» **YOUR TASK**: Filter the records below for the word "ClutchMoment". Copy each line that holds it.

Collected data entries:
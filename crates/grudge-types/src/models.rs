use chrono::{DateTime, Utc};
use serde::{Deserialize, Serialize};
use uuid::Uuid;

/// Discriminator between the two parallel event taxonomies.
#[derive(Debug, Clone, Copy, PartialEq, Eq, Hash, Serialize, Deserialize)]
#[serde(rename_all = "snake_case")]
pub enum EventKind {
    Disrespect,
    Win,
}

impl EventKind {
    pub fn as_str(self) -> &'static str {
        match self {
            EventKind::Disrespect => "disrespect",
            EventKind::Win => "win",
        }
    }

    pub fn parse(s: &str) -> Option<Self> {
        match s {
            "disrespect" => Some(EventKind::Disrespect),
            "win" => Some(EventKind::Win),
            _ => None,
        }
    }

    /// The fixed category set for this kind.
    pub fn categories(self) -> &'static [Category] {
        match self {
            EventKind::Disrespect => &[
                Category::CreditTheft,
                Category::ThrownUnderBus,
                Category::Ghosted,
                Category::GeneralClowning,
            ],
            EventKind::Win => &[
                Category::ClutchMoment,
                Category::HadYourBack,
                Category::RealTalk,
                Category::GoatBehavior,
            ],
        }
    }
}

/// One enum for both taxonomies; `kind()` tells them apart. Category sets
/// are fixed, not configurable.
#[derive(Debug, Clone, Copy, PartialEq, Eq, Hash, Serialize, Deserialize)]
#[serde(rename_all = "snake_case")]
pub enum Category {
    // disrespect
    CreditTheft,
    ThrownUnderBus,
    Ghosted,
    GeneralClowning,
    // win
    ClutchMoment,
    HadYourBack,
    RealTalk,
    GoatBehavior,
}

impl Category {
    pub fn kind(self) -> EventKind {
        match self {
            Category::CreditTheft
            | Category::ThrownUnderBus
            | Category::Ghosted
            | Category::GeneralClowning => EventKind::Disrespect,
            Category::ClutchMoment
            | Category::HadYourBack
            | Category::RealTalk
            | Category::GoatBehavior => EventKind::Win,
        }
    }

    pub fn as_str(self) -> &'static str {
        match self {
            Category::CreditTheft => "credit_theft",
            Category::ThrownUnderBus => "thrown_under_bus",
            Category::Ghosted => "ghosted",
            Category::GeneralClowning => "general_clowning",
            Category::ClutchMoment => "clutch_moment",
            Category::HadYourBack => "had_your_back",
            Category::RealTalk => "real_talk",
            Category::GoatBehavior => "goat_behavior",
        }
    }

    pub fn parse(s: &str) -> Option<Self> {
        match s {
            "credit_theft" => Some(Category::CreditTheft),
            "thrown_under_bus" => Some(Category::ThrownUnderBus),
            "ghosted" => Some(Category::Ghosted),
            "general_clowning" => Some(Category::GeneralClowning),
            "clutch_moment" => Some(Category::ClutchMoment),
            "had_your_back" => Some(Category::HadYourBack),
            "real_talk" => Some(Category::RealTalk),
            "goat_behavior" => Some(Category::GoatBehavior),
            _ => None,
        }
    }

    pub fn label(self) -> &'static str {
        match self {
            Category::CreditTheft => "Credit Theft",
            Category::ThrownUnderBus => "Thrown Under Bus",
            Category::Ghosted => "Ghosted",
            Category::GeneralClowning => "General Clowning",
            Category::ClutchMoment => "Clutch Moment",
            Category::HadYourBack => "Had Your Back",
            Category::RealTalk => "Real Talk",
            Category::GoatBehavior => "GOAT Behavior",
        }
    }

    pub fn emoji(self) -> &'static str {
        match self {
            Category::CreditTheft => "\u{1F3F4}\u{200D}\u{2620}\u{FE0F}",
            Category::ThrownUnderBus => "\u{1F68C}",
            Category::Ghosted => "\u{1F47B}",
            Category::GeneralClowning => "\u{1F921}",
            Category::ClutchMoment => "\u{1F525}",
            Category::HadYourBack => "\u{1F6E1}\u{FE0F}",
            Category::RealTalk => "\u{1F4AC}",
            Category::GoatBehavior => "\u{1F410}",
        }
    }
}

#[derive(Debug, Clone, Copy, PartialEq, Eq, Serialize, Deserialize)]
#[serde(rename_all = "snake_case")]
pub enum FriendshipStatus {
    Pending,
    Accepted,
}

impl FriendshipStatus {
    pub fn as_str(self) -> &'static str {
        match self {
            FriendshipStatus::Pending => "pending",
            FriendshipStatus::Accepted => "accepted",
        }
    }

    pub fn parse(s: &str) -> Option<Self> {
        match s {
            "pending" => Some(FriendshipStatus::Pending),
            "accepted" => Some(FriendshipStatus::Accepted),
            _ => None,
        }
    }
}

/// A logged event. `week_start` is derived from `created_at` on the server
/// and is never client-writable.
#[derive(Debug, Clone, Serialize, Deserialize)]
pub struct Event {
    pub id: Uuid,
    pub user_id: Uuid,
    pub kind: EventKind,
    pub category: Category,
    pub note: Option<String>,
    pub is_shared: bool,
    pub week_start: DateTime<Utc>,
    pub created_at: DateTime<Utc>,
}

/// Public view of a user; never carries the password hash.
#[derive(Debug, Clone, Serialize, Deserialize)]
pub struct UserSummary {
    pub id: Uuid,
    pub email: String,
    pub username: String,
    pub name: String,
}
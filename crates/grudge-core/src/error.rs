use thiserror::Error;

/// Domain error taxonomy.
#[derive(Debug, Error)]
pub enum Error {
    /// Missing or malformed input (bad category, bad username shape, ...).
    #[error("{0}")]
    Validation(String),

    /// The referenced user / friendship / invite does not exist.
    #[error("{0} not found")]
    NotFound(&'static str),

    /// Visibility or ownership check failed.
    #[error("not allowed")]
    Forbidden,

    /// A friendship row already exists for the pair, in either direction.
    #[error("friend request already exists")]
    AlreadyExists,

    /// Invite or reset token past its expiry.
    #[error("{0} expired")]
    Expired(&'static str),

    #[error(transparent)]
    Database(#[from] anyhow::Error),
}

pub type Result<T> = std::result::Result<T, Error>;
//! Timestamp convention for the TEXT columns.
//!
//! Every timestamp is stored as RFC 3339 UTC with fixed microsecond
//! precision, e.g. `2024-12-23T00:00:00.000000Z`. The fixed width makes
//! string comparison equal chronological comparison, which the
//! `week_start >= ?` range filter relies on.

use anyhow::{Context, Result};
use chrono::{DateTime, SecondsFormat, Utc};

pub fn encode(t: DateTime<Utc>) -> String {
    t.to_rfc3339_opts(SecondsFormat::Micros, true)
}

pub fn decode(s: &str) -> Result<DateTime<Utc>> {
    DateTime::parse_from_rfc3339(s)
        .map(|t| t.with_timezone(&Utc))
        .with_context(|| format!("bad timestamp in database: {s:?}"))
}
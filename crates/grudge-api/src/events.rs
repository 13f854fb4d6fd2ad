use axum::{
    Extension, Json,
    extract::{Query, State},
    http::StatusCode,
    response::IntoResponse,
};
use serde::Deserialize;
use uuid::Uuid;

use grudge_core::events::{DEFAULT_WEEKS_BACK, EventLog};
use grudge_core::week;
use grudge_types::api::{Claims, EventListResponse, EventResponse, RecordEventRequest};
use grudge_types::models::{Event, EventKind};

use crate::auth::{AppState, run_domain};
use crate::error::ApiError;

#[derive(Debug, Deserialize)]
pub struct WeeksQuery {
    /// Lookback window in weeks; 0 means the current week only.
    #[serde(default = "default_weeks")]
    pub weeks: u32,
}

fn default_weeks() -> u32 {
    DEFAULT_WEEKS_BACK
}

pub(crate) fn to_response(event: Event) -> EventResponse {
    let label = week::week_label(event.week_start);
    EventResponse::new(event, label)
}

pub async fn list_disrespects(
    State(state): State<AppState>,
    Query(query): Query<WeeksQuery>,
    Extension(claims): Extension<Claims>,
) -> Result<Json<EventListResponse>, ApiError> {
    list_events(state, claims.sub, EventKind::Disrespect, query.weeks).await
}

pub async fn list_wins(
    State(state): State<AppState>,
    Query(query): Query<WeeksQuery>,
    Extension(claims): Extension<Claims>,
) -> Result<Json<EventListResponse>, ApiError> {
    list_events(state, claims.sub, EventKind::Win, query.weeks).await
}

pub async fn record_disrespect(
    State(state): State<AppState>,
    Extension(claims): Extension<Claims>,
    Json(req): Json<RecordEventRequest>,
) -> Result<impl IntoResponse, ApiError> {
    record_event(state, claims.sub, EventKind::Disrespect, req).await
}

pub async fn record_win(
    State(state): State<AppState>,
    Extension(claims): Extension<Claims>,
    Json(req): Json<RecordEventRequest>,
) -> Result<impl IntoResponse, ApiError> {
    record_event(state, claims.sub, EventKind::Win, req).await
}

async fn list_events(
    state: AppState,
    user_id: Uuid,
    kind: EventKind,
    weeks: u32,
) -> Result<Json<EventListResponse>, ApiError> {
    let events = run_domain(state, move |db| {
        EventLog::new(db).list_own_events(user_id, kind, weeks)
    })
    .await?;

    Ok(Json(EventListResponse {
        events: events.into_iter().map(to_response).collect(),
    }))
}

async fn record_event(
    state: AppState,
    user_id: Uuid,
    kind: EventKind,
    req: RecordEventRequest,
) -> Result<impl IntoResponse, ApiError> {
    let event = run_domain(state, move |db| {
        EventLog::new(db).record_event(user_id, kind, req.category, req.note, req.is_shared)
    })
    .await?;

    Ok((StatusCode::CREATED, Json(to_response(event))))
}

---

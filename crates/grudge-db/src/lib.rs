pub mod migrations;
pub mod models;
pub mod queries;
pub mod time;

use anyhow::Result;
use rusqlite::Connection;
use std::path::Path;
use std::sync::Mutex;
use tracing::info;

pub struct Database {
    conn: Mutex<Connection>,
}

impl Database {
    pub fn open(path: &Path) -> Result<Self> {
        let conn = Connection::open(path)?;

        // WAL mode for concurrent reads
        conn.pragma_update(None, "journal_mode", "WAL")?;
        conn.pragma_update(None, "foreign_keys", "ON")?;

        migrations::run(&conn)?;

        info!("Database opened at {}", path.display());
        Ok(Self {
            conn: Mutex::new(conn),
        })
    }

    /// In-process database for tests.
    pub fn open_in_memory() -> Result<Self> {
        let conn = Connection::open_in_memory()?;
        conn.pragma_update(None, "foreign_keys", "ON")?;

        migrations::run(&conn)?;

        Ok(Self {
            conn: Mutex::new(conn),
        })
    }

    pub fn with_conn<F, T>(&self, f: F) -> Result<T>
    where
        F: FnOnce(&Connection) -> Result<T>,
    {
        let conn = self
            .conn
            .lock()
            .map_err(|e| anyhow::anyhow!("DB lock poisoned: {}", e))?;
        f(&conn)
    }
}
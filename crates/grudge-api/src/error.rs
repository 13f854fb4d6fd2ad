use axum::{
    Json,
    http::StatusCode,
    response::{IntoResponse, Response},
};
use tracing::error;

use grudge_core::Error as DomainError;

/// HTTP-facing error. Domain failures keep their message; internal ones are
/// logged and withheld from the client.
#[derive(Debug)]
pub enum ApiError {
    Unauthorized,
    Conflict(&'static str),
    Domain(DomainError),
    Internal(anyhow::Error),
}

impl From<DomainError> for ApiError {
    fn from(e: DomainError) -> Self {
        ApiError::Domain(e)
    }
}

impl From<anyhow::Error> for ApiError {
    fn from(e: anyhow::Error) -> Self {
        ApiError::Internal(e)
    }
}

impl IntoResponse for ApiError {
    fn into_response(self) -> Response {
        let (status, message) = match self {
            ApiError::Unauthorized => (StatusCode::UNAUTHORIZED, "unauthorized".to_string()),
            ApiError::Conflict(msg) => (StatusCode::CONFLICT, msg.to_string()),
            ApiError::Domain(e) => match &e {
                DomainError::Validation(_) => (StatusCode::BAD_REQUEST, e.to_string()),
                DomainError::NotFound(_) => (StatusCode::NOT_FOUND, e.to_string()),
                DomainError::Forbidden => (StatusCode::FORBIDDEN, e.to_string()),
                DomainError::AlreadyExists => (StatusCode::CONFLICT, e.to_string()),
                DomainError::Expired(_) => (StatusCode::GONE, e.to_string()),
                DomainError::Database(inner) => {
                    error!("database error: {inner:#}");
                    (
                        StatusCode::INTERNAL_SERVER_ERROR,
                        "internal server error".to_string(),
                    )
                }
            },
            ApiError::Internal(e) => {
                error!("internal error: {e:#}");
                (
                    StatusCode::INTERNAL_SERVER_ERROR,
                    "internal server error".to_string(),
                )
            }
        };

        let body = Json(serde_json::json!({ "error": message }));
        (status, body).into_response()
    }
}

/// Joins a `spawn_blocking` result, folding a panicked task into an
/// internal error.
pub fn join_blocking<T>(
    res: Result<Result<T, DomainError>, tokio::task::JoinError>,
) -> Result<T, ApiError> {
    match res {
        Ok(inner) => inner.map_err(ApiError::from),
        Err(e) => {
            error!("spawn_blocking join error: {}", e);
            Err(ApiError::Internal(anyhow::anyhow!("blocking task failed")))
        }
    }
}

» **RESULT BELOW**:
                Category::ClutchMoment,
    ClutchMoment,
            Category::ClutchMoment
            Category::ClutchMoment => "clutch_moment",
            "clutch_moment" => Some(Category::ClutchMoment),
            Category::ClutchMoment => "Clutch Moment",
            Category::ClutchMoment => "\u{1F525}",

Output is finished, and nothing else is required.